# Exercise directions
The data below is to be output in full, unchanged.

BEGIN

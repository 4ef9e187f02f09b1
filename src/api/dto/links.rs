//! DTOs for the link management endpoints.

use chrono::{DateTime, Utc};
use serde::{Deserialize, Serialize};
use validator::Validate;

use crate::domain::entities::{LinkListFilter, ShortLink};

/// Request body for `POST /api/v1/links`.
#[derive(Debug, Deserialize, Validate)]
pub struct CreateLinkRequest {
    #[validate(url(message = "Invalid URL format"))]
    pub original_url: String,
}

/// Request body for `PUT /api/v1/links/{code}`.
///
/// All fields are optional; only provided fields are changed.
#[derive(Debug, Deserialize, Validate)]
pub struct UpdateLinkRequest {
    #[validate(url(message = "Invalid URL format"))]
    pub original_url: Option<String>,
    pub is_active: Option<bool>,
}

/// Query parameters for `GET /api/v1/links`.
#[derive(Debug, Deserialize, Default)]
pub struct ListLinksQuery {
    pub page: Option<i64>,
    pub limit: Option<i64>,
    pub search: Option<String>,
    /// `active` or `inactive`; anything else means no filter.
    pub status: Option<String>,
}

impl ListLinksQuery {
    const DEFAULT_PAGE_SIZE: i64 = 10;
    const MAX_PAGE_SIZE: i64 = 100;

    pub fn into_filter(self) -> LinkListFilter {
        let page = self.page.filter(|p| *p > 0).unwrap_or(1);
        let page_size = self
            .limit
            .filter(|l| *l > 0 && *l <= Self::MAX_PAGE_SIZE)
            .unwrap_or(Self::DEFAULT_PAGE_SIZE);

        let is_active = match self.status.as_deref() {
            Some("active") => Some(true),
            Some("inactive") => Some(false),
            _ => None,
        };

        LinkListFilter {
            page,
            page_size,
            search: self.search.filter(|s| !s.is_empty()),
            is_active,
        }
    }
}

/// Public projection of a short link.
#[derive(Debug, Serialize)]
pub struct LinkResponse {
    pub id: i64,
    pub user_id: Option<i64>,
    pub short_code: String,
    pub short_url: String,
    pub original_url: String,
    pub is_active: bool,
    pub click_count: i64,
    pub last_clicked_at: Option<DateTime<Utc>>,
    pub created_at: DateTime<Utc>,
    pub updated_at: DateTime<Utc>,
}

impl LinkResponse {
    pub fn from_link(link: ShortLink, base_url: &str) -> Self {
        let short_url = format!("{}{}", base_url, link.short_code);
        Self {
            id: link.id,
            user_id: link.owner.as_id(),
            short_code: link.short_code,
            short_url,
            original_url: link.original_url,
            is_active: link.is_active,
            click_count: link.click_count,
            last_clicked_at: link.last_clicked_at,
            created_at: link.created_at,
            updated_at: link.updated_at,
        }
    }
}

/// Pagination metadata for list responses.
#[derive(Debug, Serialize)]
pub struct Pagination {
    pub page: i64,
    pub limit: i64,
    pub total: i64,
    pub total_pages: i64,
}

impl Pagination {
    pub fn new(page: i64, limit: i64, total: i64) -> Self {
        let total_pages = if limit > 0 {
            (total + limit - 1) / limit
        } else {
            0
        };
        Self {
            page,
            limit,
            total,
            total_pages,
        }
    }
}

/// Payload for `GET /api/v1/links`.
#[derive(Debug, Serialize)]
pub struct LinkListResponse {
    pub links: Vec<LinkResponse>,
    pub pagination: Pagination,
}
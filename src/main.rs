use anyhow::Result;
use tracing_subscriber::EnvFilter;

use shortlink::config;
use shortlink::server;

#[tokio::main]
async fn main() -> Result<()> {
    dotenvy::dotenv().ok();

    let config = config::load_from_env()?;

    let filter = EnvFilter::try_from_default_env()
        .unwrap_or_else(|_| EnvFilter::new(config.log_level.clone()));

    if config.log_format == "json" {
        tracing_subscriber::fmt().with_env_filter(filter).json().init();
    } else {
        tracing_subscriber::fmt().with_env_filter(filter).init();
    }

    config.print_summary();

    server::run(config).await
}
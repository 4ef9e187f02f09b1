//! User account entity.

use chrono::{DateTime, Utc};
use serde::Serialize;

/// A registered account.
///
/// The password field holds the PHC-formatted Argon2id hash and is never
/// serialized outward.
#[derive(Debug, Clone, Serialize)]
pub struct User {
    pub id: i64,
    pub full_name: String,
    pub email: String,
    #[serde(skip_serializing)]
    pub password: String,
    pub created_at: DateTime<Utc>,
    pub updated_at: DateTime<Utc>,
}

/// Input data for registering a new user. `password` is already hashed.
#[derive(Debug, Clone)]
pub struct NewUser {
    pub full_name: String,
    pub email: String,
    pub password: String,
}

END

# Task response
repository 4ef9e187f02f09b1
filename src/api/dto/links.rs
//! DTOs for the link management endpoints.

use chrono::{DateTime, Utc};
use serde::{Deserialize, Serialize};
use validator::Validate;

use crate::domain::entities::{LinkListFilter, ShortLink};

/// Request body for `POST /api/v1/links`.
#[derive(Debug, Deserialize, Validate)]
pub struct CreateLinkRequest {
    #[validate(url(message = "Invalid URL format"))]
    pub original_url: String,
}

/// Request body for `PUT /api/v1/links/{code}`.
///
/// All fields are optional; only provided fields are changed.
#[derive(Debug, Deserialize, Validate)]
pub struct UpdateLinkRequest {
    #[validate(url(message = "Invalid URL format"))]
    pub original_url: Option<String>,
    pub is_active: Option<bool>,
}

/// Query parameters for `GET /api/v1/links`.
#[derive(Debug, Deserialize, Default)]
pub struct ListLinksQuery {
    pub page: Option<i64>,
    pub limit: Option<i64>,
    pub search: Option<String>,
    /// `active` or `inactive`; anything else means no filter.
    pub status: Option<String>,
}

impl ListLinksQuery {
    const DEFAULT_PAGE_SIZE: i64 = 10;
    const MAX_PAGE_SIZE: i64 = 100;

    pub fn into_filter(self) -> LinkListFilter {
        let page = self.page.filter(|p| *p > 0).unwrap_or(1);
        let page_size = self
            .limit
            .filter(|l| *l > 0 && *l <= Self::MAX_PAGE_SIZE)
            .unwrap_or(Self::DEFAULT_PAGE_SIZE);

        let is_active = match self.status.as_deref() {
            Some("active") => Some(true),
            Some("inactive") => Some(false),
            _ => None,
        };

        LinkListFilter {
            page,
            page_size,
            search: self.search.filter(|s| !s.is_empty()),
            is_active,
        }
    }
}

/// Public projection of a short link.
#[derive(Debug, Serialize)]
pub struct LinkResponse {
    pub id: i64,
    pub user_id: Option<i64>,
    pub short_code: String,
    pub short_url: String,
    pub original_url: String,
    pub is_active: bool,
    pub click_count: i64,
    pub last_clicked_at: Option<DateTime<Utc>>,
    pub created_at: DateTime<Utc>,
    pub updated_at: DateTime<Utc>,
}

impl LinkResponse {
    pub fn from_link(link: ShortLink, base_url: &str) -> Self {
        let short_url = format!("{}{}", base_url, link.short_code);
        Self {
            id: link.id,
            user_id: link.owner.as_id(),
            short_code: link.short_code,
            short_url,
            original_url: link.original_url,
            is_active: link.is_active,
            click_count: link.click_count,
            last_clicked_at: link.last_clicked_at,
            created_at: link.created_at,
            updated_at: link.updated_at,
        }
    }
}

/// Pagination metadata for list responses.
#[derive(Debug, Serialize)]
pub struct Pagination {
    pub page: i64,
    pub limit: i64,
    pub total: i64,
    pub total_pages: i64,
}

impl Pagination {
    pub fn new(page: i64, limit: i64, total: i64) -> Self {
        let total_pages = if limit > 0 {
            (total + limit - 1) / limit
        } else {
            0
        };
        Self {
            page,
            limit,
            total,
            total_pages,
        }
    }
}

/// Payload for `GET /api/v1/links`.
#[derive(Debug, Serialize)]
pub struct LinkListResponse {
    pub links: Vec<LinkResponse>,
    pub pagination: Pagination,
}
filename src/main.rs
use anyhow::Result;
use tracing_subscriber::EnvFilter;

use shortlink::config;
use shortlink::server;

#[tokio::main]
async fn main() -> Result<()> {
    dotenvy::dotenv().ok();

    let config = config::load_from_env()?;

    let filter = EnvFilter::try_from_default_env()
        .unwrap_or_else(|_| EnvFilter::new(config.log_level.clone()));

    if config.log_format == "json" {
        tracing_subscriber::fmt().with_env_filter(filter).json().init();
    } else {
        tracing_subscriber::fmt().with_env_filter(filter).init();
    }

    config.print_summary();

    server::run(config).await
}
repository 4ef9e187f02f09b1
//! User account entity.

use chrono::{DateTime, Utc};
use serde::Serialize;

/// A registered account.
///
/// The password field holds the PHC-formatted Argon2id hash and is never
/// serialized outward.
#[derive(Debug, Clone, Serialize)]
pub struct User {
    pub id: i64,
    pub full_name: String,
    pub email: String,
    #[serde(skip_serializing)]
    pub password: String,
    pub created_at: DateTime<Utc>,
    pub updated_at: DateTime<Utc>,
}

/// Input data for registering a new user. `password` is already hashed.
#[derive(Debug, Clone)]
pub struct NewUser {
    pub full_name: String,
    pub email: String,
    pub password: String,
}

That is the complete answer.